> _What you will do_
Copy each line of the entries that includes the word "exports".

> _Data for this exercise_
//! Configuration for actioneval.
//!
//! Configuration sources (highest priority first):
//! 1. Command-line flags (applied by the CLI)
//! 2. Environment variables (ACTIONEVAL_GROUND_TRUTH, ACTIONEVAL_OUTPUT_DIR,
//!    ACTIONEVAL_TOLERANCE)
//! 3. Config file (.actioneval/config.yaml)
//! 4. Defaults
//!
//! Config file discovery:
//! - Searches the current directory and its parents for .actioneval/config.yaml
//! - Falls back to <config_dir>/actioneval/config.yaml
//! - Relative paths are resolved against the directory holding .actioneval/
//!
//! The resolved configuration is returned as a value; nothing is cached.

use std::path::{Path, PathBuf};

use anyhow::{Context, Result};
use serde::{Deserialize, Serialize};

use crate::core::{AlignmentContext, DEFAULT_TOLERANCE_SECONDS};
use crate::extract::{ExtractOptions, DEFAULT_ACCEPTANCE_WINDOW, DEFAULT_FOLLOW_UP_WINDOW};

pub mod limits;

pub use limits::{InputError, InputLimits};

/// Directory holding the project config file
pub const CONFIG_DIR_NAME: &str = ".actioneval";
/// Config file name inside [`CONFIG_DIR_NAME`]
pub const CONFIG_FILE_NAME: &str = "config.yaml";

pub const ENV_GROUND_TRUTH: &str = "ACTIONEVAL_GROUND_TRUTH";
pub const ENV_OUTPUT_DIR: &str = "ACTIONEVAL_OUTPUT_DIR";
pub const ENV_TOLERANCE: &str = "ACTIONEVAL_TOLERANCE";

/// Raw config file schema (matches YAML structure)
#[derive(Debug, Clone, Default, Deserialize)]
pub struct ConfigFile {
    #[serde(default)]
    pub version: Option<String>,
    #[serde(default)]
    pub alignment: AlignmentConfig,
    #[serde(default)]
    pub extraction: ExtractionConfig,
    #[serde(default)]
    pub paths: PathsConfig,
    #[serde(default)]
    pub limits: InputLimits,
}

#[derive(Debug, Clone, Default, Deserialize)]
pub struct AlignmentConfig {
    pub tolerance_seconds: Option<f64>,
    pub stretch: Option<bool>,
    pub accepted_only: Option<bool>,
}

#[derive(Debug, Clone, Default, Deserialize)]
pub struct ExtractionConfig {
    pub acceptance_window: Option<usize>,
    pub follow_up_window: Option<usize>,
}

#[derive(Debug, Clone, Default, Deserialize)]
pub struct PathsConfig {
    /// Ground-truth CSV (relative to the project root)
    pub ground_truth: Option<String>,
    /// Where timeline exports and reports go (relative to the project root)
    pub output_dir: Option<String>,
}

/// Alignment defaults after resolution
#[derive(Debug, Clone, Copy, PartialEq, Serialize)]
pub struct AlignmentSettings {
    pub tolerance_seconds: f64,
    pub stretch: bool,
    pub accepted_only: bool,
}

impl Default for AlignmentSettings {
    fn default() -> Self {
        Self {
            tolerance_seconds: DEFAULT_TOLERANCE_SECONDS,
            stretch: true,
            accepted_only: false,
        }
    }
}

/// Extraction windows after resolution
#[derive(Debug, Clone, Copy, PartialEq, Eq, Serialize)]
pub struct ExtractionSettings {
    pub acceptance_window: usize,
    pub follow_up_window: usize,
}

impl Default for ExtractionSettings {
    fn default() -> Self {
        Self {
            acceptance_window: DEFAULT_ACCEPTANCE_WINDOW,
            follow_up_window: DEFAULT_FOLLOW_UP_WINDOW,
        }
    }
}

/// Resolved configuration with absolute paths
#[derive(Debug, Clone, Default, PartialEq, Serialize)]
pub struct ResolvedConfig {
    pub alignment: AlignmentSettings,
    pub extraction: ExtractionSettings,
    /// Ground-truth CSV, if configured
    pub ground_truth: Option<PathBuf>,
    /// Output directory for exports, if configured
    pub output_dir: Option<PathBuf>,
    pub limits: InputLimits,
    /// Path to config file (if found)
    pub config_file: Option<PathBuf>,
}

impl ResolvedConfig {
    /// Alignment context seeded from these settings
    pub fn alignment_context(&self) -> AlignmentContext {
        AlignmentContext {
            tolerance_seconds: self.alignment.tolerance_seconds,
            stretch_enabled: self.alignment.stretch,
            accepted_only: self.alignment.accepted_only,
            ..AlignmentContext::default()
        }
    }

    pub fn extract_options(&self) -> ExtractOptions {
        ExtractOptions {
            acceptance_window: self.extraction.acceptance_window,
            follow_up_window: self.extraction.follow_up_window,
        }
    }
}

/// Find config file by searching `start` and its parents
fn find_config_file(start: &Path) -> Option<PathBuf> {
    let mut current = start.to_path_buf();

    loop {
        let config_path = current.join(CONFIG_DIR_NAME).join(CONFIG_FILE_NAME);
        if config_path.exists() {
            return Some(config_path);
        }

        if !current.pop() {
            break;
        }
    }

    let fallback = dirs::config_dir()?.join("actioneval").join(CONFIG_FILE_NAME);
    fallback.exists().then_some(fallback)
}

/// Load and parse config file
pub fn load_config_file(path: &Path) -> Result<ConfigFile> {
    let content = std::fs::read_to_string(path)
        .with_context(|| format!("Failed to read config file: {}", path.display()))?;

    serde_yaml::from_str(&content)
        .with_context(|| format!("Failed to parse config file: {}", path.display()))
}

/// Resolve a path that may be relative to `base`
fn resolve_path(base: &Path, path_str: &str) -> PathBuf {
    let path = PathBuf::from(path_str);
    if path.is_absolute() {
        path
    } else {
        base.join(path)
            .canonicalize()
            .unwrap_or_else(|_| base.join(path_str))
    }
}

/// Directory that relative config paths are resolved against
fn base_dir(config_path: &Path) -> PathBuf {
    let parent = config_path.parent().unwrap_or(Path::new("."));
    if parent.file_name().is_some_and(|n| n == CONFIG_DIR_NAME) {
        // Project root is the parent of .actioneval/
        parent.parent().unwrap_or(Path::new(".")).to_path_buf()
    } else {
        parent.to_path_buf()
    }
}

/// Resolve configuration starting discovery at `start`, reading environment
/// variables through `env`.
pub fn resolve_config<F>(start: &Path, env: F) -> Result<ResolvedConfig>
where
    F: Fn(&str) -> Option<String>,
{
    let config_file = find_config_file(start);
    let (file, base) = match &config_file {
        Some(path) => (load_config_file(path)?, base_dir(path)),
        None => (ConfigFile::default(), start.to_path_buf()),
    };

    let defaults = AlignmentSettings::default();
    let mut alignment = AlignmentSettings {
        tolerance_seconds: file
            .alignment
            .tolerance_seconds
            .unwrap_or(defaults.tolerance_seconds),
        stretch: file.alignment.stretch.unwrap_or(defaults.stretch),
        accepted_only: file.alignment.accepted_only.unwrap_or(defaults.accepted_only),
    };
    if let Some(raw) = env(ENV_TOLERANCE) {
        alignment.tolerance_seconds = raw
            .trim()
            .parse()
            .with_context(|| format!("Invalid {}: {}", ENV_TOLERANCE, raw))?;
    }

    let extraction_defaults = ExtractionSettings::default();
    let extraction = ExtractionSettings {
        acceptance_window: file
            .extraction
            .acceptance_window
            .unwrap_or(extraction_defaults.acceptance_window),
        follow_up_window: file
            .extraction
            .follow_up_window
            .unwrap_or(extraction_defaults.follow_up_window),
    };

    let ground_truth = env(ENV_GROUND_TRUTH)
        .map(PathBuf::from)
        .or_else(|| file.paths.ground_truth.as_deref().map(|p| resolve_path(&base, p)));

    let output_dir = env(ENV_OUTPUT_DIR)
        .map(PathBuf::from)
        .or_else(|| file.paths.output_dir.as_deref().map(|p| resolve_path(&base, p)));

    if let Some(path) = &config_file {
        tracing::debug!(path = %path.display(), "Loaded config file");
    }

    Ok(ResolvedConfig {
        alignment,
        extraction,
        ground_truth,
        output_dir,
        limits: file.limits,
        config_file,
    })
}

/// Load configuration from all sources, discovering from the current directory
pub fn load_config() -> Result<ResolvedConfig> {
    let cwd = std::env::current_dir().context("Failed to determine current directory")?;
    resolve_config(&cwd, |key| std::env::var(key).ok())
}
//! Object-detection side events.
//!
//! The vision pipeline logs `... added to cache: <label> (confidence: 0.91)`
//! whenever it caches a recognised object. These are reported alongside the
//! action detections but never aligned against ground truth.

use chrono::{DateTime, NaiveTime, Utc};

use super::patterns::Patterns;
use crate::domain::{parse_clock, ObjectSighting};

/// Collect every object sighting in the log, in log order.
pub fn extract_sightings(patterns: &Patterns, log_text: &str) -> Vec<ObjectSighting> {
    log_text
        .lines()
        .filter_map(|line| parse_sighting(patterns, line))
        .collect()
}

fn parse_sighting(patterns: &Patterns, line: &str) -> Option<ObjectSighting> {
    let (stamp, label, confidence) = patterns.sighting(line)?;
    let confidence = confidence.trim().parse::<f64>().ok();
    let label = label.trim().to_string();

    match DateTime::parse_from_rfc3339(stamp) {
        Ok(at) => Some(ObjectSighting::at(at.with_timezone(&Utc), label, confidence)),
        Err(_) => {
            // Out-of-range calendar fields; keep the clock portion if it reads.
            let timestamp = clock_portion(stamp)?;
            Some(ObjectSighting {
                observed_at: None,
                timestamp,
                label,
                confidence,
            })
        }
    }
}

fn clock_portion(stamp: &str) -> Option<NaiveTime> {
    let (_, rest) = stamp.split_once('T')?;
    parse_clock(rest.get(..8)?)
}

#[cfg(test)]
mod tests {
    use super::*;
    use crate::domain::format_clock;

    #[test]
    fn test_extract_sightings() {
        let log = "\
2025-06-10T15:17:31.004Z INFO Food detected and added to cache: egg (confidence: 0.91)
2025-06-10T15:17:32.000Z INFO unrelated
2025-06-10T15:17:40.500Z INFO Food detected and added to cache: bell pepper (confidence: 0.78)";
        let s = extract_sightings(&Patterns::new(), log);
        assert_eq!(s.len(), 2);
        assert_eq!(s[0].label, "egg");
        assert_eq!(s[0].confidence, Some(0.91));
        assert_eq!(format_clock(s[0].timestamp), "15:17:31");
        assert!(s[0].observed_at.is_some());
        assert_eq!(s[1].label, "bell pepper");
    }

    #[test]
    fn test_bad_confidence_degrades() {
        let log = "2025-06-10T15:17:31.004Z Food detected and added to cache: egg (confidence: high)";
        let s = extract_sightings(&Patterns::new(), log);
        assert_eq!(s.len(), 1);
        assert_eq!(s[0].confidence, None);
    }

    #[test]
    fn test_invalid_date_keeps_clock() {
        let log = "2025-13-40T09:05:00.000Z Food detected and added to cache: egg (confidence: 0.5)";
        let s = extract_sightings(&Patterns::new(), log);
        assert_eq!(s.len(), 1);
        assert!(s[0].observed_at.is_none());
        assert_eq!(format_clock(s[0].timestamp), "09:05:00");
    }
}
---
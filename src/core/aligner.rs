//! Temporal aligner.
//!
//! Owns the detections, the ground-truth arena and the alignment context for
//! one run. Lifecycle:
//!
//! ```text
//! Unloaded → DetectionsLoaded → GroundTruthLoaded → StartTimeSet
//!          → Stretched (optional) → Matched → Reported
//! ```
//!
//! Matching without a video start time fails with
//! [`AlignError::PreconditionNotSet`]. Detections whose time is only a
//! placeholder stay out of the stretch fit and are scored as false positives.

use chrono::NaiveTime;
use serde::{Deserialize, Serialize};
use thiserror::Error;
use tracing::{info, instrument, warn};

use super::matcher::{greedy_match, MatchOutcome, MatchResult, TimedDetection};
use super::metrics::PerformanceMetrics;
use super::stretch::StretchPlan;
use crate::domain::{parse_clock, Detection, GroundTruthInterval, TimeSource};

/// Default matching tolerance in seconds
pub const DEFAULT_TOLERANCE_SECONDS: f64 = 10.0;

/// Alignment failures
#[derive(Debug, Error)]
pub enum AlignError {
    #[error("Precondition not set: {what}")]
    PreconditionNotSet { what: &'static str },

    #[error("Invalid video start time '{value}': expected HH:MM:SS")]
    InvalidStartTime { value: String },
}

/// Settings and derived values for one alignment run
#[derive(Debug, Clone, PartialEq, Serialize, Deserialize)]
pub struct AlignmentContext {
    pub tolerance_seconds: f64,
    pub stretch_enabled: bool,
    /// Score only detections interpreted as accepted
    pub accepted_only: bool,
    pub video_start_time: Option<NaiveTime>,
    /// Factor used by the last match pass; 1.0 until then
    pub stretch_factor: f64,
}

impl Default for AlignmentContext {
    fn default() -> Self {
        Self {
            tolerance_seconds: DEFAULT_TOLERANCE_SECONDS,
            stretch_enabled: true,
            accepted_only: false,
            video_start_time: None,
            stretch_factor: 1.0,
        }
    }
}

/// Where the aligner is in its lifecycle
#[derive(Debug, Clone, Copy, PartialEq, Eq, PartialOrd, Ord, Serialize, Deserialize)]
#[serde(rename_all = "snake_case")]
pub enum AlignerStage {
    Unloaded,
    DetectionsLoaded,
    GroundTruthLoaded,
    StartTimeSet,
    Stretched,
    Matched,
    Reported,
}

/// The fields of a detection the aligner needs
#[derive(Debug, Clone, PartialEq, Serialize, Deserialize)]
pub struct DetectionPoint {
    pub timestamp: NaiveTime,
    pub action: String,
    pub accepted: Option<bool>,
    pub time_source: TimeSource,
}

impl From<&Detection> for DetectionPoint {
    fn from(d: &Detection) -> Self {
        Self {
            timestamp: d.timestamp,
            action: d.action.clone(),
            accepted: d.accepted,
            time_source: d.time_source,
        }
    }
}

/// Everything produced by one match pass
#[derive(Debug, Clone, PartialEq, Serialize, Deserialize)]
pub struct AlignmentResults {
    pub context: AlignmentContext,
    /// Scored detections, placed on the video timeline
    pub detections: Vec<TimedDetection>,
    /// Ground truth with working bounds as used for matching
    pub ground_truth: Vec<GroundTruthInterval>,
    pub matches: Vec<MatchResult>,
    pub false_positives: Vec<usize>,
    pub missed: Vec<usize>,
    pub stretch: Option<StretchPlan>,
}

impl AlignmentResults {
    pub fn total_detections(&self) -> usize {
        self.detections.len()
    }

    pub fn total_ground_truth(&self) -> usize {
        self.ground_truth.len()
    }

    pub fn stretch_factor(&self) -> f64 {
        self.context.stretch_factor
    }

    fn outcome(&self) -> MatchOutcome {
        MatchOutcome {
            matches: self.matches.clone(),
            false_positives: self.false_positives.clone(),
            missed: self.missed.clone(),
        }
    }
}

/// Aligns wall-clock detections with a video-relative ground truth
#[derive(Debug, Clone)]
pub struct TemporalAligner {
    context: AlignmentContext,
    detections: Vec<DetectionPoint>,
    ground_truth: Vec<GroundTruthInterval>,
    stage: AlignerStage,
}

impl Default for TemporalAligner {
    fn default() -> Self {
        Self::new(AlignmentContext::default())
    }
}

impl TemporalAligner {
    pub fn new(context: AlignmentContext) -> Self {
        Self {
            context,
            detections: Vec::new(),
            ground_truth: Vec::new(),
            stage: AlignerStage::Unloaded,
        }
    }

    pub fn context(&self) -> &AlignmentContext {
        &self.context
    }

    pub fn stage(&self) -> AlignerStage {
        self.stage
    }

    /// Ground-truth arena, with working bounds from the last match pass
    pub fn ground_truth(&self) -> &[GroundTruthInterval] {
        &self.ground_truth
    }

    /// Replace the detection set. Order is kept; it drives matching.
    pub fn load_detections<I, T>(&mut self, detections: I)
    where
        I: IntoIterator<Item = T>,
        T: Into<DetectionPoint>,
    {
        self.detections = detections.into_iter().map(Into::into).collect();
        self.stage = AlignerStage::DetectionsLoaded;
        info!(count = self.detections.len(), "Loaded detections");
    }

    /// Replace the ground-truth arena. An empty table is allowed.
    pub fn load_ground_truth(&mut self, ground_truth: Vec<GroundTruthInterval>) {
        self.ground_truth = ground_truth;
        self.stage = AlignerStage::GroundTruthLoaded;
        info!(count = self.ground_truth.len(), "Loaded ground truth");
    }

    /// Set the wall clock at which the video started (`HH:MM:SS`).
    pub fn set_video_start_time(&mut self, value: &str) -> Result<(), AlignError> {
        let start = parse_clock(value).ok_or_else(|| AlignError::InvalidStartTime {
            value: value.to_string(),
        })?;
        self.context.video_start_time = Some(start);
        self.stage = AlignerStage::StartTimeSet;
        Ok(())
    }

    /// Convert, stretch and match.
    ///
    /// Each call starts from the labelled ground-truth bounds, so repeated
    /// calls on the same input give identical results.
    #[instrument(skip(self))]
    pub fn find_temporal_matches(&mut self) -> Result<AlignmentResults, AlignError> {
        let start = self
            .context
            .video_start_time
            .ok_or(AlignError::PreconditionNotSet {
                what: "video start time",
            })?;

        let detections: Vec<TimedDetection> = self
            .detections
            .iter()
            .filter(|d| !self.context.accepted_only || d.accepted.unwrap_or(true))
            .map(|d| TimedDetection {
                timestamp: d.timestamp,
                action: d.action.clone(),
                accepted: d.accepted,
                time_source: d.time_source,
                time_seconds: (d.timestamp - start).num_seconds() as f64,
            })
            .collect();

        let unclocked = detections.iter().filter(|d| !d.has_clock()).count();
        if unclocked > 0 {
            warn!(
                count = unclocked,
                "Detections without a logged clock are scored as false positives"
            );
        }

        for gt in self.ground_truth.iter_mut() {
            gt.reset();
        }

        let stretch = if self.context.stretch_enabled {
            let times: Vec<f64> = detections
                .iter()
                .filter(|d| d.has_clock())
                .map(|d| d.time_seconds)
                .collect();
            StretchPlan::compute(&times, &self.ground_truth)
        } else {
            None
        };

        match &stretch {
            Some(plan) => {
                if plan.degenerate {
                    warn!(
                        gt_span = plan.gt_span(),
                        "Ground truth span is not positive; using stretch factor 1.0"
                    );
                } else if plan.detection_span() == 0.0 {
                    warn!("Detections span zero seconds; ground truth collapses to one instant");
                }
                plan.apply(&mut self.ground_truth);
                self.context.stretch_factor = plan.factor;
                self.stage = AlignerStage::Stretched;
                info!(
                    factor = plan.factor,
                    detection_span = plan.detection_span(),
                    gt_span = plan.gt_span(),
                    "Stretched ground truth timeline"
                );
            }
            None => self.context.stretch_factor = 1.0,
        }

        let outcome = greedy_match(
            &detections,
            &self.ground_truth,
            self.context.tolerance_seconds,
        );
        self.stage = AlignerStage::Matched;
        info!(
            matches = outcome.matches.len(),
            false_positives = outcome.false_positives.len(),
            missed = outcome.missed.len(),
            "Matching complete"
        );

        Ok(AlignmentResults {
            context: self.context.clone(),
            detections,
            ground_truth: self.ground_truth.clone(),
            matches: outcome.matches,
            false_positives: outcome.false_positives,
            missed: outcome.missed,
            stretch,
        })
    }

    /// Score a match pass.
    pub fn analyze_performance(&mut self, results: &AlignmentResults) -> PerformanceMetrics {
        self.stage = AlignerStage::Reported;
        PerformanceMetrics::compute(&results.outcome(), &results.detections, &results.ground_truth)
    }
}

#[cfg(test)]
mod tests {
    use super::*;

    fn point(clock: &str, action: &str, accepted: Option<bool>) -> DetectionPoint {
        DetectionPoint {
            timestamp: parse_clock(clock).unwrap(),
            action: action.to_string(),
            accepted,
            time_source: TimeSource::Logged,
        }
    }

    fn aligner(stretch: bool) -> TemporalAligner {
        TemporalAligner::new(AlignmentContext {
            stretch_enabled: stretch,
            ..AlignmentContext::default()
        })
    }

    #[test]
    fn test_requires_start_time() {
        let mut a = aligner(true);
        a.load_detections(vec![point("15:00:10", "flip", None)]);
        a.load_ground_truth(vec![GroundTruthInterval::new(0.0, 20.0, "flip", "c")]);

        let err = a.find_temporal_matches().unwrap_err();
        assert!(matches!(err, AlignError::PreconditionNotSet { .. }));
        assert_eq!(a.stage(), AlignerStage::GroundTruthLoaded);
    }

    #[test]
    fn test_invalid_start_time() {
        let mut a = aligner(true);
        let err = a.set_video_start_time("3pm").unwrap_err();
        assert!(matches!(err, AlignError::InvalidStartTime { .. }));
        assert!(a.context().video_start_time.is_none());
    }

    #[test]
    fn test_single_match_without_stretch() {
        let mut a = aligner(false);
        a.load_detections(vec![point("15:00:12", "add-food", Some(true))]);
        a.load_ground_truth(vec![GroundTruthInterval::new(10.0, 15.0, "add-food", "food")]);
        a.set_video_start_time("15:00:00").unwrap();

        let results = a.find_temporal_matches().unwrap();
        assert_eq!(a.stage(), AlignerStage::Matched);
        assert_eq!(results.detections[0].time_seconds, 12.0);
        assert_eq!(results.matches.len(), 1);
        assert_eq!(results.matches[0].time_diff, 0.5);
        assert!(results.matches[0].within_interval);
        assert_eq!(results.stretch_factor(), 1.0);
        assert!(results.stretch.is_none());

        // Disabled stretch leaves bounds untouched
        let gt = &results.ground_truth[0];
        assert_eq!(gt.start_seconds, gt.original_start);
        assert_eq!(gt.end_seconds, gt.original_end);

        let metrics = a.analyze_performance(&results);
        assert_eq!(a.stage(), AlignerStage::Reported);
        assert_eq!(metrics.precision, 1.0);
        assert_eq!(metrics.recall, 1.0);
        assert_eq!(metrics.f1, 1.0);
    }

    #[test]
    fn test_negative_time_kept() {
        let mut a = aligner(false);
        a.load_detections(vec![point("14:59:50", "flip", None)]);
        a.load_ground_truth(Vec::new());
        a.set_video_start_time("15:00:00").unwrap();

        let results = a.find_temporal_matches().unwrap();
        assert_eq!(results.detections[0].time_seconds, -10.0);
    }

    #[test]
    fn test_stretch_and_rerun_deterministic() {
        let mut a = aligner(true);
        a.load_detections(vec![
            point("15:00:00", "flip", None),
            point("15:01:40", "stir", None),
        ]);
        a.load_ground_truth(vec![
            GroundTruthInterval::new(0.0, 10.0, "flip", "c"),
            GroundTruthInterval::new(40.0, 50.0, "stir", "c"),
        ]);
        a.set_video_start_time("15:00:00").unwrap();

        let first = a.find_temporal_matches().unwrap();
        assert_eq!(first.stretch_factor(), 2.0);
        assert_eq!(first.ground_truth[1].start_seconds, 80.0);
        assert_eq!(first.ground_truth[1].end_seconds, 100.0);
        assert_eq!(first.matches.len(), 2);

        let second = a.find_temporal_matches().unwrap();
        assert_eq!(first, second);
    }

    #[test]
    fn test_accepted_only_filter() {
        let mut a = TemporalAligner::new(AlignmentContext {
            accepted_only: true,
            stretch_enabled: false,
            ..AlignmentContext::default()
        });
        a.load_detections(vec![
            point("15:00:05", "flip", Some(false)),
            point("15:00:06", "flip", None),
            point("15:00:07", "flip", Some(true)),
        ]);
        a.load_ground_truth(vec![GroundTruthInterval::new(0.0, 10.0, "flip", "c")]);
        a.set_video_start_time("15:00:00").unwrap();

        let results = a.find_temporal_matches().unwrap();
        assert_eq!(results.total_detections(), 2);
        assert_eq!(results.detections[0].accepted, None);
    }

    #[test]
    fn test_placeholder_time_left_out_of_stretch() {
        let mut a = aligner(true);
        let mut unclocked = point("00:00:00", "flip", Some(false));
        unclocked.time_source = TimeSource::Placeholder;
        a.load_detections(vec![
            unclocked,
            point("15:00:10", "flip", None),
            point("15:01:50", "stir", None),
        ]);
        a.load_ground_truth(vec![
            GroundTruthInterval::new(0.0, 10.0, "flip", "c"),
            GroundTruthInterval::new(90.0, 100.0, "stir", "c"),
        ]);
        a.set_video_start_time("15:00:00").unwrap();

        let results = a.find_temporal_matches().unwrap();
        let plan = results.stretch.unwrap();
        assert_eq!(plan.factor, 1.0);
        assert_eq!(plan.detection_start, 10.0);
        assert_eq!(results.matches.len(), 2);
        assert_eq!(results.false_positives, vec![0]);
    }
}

> _Answer box_
    /// Where timeline exports and reports go (relative to the project root)
    /// Output directory for exports, if configured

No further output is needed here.